Record extracts
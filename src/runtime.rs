//! Spawning of the background workers behind a session

use crate::api::MoodApi;
use crate::consts::cli_consts::COMMAND_QUEUE_SIZE;
use crate::workers::auth_gate::run_auth_gate;
use crate::workers::controls::{ControlCommand, ControlHandler};
use crate::workers::core::{EventSender, WorkerConfig};
use crate::workers::push::PushListener;
use crate::workers::song_sync::SongSyncWorker;
use crate::workers::widgets::{StatusPoller, Widget};
use std::sync::Arc;
use tokio::sync::{broadcast, mpsc};
use tokio::task::JoinHandle;

/// Handles to the workers of a mounted dashboard.
pub struct DashboardWorkers {
    pub join_handles: Vec<JoinHandle<()>>,
    /// Keyboard actions for the control handler.
    pub controls: mpsc::Sender<ControlCommand>,
}

/// Check the session once in the background.
pub fn start_auth_gate(api: Arc<dyn MoodApi>, event_sender: EventSender) -> JoinHandle<()> {
    tokio::spawn(run_auth_gate(api, event_sender))
}

/// Mount the dashboard: song sync with its push listener, the three status
/// pollers, and the control handler. Everything stops on `shutdown`.
pub fn start_dashboard_workers(
    api: Arc<dyn MoodApi>,
    event_sender: EventSender,
    shutdown: &broadcast::Sender<()>,
    config: &WorkerConfig,
) -> DashboardWorkers {
    let mut join_handles = Vec::new();

    let (push_tx, push_rx) = mpsc::channel(COMMAND_QUEUE_SIZE);
    let song_sync = SongSyncWorker::new(api.clone(), event_sender.clone(), config);
    join_handles.push(tokio::spawn(song_sync.run(shutdown.subscribe(), push_rx)));

    let listener = PushListener::new(api.clone(), event_sender.clone(), push_tx, config);
    join_handles.push(tokio::spawn(listener.run(shutdown.subscribe())));

    for widget in [Widget::Playback, Widget::Webcam, Widget::FaceDistance] {
        let poller = StatusPoller::new(api.clone(), event_sender.clone(), widget, config);
        join_handles.push(tokio::spawn(poller.run(shutdown.subscribe())));
    }

    let (controls, commands) = mpsc::channel(COMMAND_QUEUE_SIZE);
    let handler = ControlHandler::new(api, event_sender, commands, config);
    join_handles.push(tokio::spawn(handler.run(shutdown.subscribe())));

    DashboardWorkers {
        join_handles,
        controls,
    }
}

/// Mount only the song list workers, for consoles without a dashboard.
pub fn start_song_workers(
    api: Arc<dyn MoodApi>,
    event_sender: EventSender,
    shutdown: &broadcast::Sender<()>,
    config: &WorkerConfig,
) -> Vec<JoinHandle<()>> {
    let (push_tx, push_rx) = mpsc::channel(COMMAND_QUEUE_SIZE);
    let song_sync = SongSyncWorker::new(api.clone(), event_sender.clone(), config);
    let listener = PushListener::new(api, event_sender, push_tx, config);
    vec![
        tokio::spawn(song_sync.run(shutdown.subscribe(), push_rx)),
        tokio::spawn(listener.run(shutdown.subscribe())),
    ]
}

#[cfg(test)]
mod tests {
    use super::*;
    use crate::api::MockMoodApi;
    use crate::api::models::{FaceDistance, WebcamStatus};
    use crate::events::{Event, Update};
    use futures::StreamExt;
    use std::time::Duration;

    #[tokio::test(start_paused = true)]
    /// Unmounting stops every worker, including ones blocked on the network.
    async fn test_dashboard_workers_stop_on_shutdown() {
        let mut api = MockMoodApi::new();
        api.expect_enjoyed_songs().returning(|| Ok(vec![]));
        api.expect_db_updates()
            .returning(|| Ok(futures::stream::pending().boxed()));
        api.expect_current_playback().returning(|| Ok(None));
        api.expect_webcam_status()
            .returning(|| Ok(WebcamStatus::default()));
        api.expect_face_distance()
            .returning(|| Ok(FaceDistance::default()));
        let (tx, mut rx) = mpsc::channel::<Event>(256);
        let (shutdown_tx, _) = broadcast::channel(1);

        let workers = start_dashboard_workers(
            Arc::new(api),
            EventSender::new(tx),
            &shutdown_tx,
            &WorkerConfig::default(),
        );
        assert_eq!(workers.join_handles.len(), 6);

        tokio::time::sleep(Duration::from_millis(50)).await;
        shutdown_tx.send(()).unwrap();
        for handle in workers.join_handles {
            handle.await.unwrap();
        }

        let mut saw_songs = false;
        while let Ok(event) = rx.try_recv() {
            if matches!(event.update, Some(Update::SongsFetched { .. })) {
                saw_songs = true;
            }
        }
        assert!(saw_songs);
        assert!(workers.controls.is_closed());
    }
}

To do
Search the material for the word "WorkerConfig". Each line where it is found must be copied.

Solved exercise
use crate::workers::core::{EventSender, WorkerConfig};
    config: &WorkerConfig,
    config: &WorkerConfig,
            &WorkerConfig::default(),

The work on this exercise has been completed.